======== Data

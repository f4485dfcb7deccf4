use std::sync::{
    atomic::{AtomicUsize, Ordering},
    Condvar, Mutex,
};

use log::debug;

// 箸。隣り合う 2 人の哲学者で共有される
// 誰が持っているかを Mutex で守り、空くのを Condvar で待つ
pub struct Fork {
    id: usize,
    holder: Mutex<Option<usize>>, // 持っている哲学者の席番号
    cond: Condvar,
    grants: AtomicUsize, // 取得に成功した回数
}

// 箸を持っている間だけ存在する型
// drop で箸を置く
pub struct ForkGuard<'a> {
    fork: &'a Fork,
    seat: usize,
}

impl Fork {
    pub fn new(id: usize) -> Self {
        Fork {
            id,
            holder: Mutex::new(None),
            cond: Condvar::new(),
            grants: AtomicUsize::new(0),
        }
    }

    pub fn id(&self) -> usize {
        self.id
    }

    // 空くまでブロックし、空いたら seat のものにする
    pub fn acquire(&self, seat: usize) -> ForkGuard<'_> {
        let mut holder = self.holder.lock().unwrap();
        while holder.is_some() {
            holder = self.cond.wait(holder).unwrap();
        }
        self.grant(&mut holder, seat)
    }

    // 空いていなければ待たずに None
    pub fn try_acquire(&self, seat: usize) -> Option<ForkGuard<'_>> {
        let mut holder = self.holder.lock().unwrap();
        if holder.is_some() {
            return None;
        }
        Some(self.grant(&mut holder, seat))
    }

    fn grant(&self, holder: &mut Option<usize>, seat: usize) -> ForkGuard<'_> {
        *holder = Some(seat);
        self.grants.fetch_add(1, Ordering::Relaxed);
        debug!("fork {} taken by {}", self.id, seat);
        ForkGuard { fork: self, seat }
    }

    // 待っている哲学者のうち高々 1 人を起こす
    // 持ち主以外が置こうとするのは契約違反。ForkGuard の drop からしか呼ばない
    fn release(&self, seat: usize) {
        let mut holder = self.holder.lock().unwrap();
        assert_eq!(
            *holder,
            Some(seat),
            "fork {} released by {} but held by {:?}",
            self.id,
            seat,
            *holder
        );
        *holder = None;
        drop(holder);
        debug!("fork {} released by {}", self.id, seat);
        self.cond.notify_one();
    }

    pub fn holder(&self) -> Option<usize> {
        *self.holder.lock().unwrap()
    }

    pub fn grants(&self) -> usize {
        self.grants.load(Ordering::Relaxed)
    }
}

impl<'a> ForkGuard<'a> {
    pub fn fork(&self) -> &Fork {
        self.fork
    }

    pub fn seat(&self) -> usize {
        self.seat
    }
}

impl<'a> Drop for ForkGuard<'a> {
    fn drop(&mut self) {
        self.fork.release(self.seat);
    }
}

#[cfg(test)]
mod test {
    use super::*;
    use std::{
        sync::{atomic::AtomicBool, Arc},
        thread,
        time::Duration,
    };

    #[test]
    fn test_acquire_release() {
        let fork = Fork::new(3);
        assert_eq!(fork.holder(), None);
        {
            let g = fork.acquire(1);
            assert_eq!(g.seat(), 1);
            assert_eq!(g.fork().id(), 3);
            assert_eq!(fork.holder(), Some(1));
            assert!(fork.try_acquire(2).is_none());
        }
        assert_eq!(fork.holder(), None);
        assert!(fork.try_acquire(2).is_some());
        assert_eq!(fork.grants(), 2);
    }

    #[test]
    #[should_panic]
    fn test_release_by_other_seat() {
        let fork = Fork::new(0);
        let g = fork.acquire(0);
        std::mem::forget(g);
        fork.release(1);
    }

    #[test]
    fn test_acquire_blocks_until_released() {
        let fork = Arc::new(Fork::new(0));
        let released = Arc::new(AtomicBool::new(false));

        let g = fork.acquire(0);
        let fork0 = fork.clone();
        let released0 = released.clone();
        let t = thread::spawn(move || {
            let _g = fork0.acquire(1);
            // 置かれる前に取れてはいけない
            assert!(released0.load(Ordering::SeqCst));
        });

        thread::sleep(Duration::from_millis(50));
        released.store(true, Ordering::SeqCst);
        drop(g);
        t.join().unwrap();
        assert_eq!(fork.grants(), 2);
    }

    #[test]
    fn test_mutual_exclusion() {
        const NUM_THREADS: usize = 4;
        const NUM_LOOP: usize = 10000;

        let fork = Arc::new(Fork::new(0));
        let inside = Arc::new(AtomicUsize::new(0));
        let mut v = Vec::new();

        for seat in 0..NUM_THREADS {
            let fork0 = fork.clone();
            let inside0 = inside.clone();
            v.push(thread::spawn(move || {
                for _ in 0..NUM_LOOP {
                    let _g = fork0.acquire(seat);
                    assert_eq!(inside0.fetch_add(1, Ordering::SeqCst), 0);
                    inside0.fetch_sub(1, Ordering::SeqCst);
                }
            }));
        }

        for t in v {
            t.join().unwrap();
        }
        assert_eq!(fork.grants(), NUM_THREADS * NUM_LOOP);
    }
}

================

Exercise aim >>
In the data above, which lines have "spawn"? Report each of them.

Solution to this exercise >>
        let t = thread::spawn(move || {
            v.push(thread::spawn(move || {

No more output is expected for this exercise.